From 2010-16, Phoria released a handful of electronically-minded, lyric-based EPs and one LP, then went quiet for four years, only to emerge as a modern composition ensemble.  Whenever a band switches from the vocal to the instrumental, we feel like they’ve been converted.  While it’s not quite the same as switching from the dark side to the light, the move allows listeners to imagine their own stories, and frees the music to wander down corridors of interpretation.  Will current fans be disappointed?  We doubt it; enough time has passed, and the new sound is sensational.

A black rabbit is not necessarily the opposite of a white rabbit; it can also symbolize a darker or more private side.  Caught a Black Rabbit reflects a struggle with nightmares about the enormity of the world, and encompasses the entire breadth of human existence, from birth (a band member’s first child) to death (a cello inherited after a young owner’s demise).  The music bends down to despair and stretches up to delight.  The first video and track, “Intro,” demonstrates this journey through sight and sound: a gradual opening, particles rising, instrumentation swelling, the universe beckoning.

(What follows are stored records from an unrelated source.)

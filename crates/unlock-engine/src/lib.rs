//! `unlock-engine` — the staged-progress sequencer.
//!
//! Takes a precomputed [`unlock_core::run::RunPlan`] and plays it out on
//! tokio timers: two phases of four steps, each step firing after its
//! configured delay, ending in the scripted failure outcome. Consumers tap
//! the broadcast channel on the returned [`RunHandle`]; the handle is also
//! the cancellation point, so tearing down a UI or starting over stops the
//! pending timers instead of leaking them.
//!
//! ```text
//! RunPlan
//!     │
//!     ▼
//! sequencer::start   ← spawns one tokio task, sleeps each step delay
//!     │
//!     ▼
//! RunHandle          ← broadcast::Sender<StepEvent> + cancel + completed
//! ```

pub mod sequencer;

pub use sequencer::{start, RunHandle, StepEvent};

The world can be a terrifying place, but it can also be a comfort.  The band seems to be saying, “just breathe.”  In seeking to create pure beauty, they allow their music to do the talking.  “Kilograms” yields the album’s first major bloom, but the band’s first official single, “Currents,” showcases the entire ensemble and possesses the set’s more expressive tonal arc, replete with (wordless) voice. The counter-melody that appears in the fourth minute is particularly expressive.  Ironically, the next video in queue is the 46-second “Saving Us a Riot String Recording” from 2013, casting a line from old to new and suggesting that the current sound is less an overturning than an evolution.  Further evidence to support this theory is found in the inclusion of “Mass (Reimagined),” which has been circulating since 2018 as an alternate take of a track from the band’s Volition (2016).

“Lullabi” exudes a fairy tale nature, apparent in the music box tones, gentle conversation samples and hints of children’s laughter.  The connection is underlined in “Fairytail,” the album’s second single.  In this brief piece, Phoria heads straight toward AWVFTS territory, and nails it.  The final surge is the high point of the entire album.  After this, one sees “Robin’s Cello” waiting at the end, and wonders if the mood will shift yet again.  Yet the closing song symbolizes both death and new life: a memory passed to new recipients, a legacy widened.  The album’s closing tone is one of reverence: the life of one musician buoying the spirits of an entire band.  (Richard Allen)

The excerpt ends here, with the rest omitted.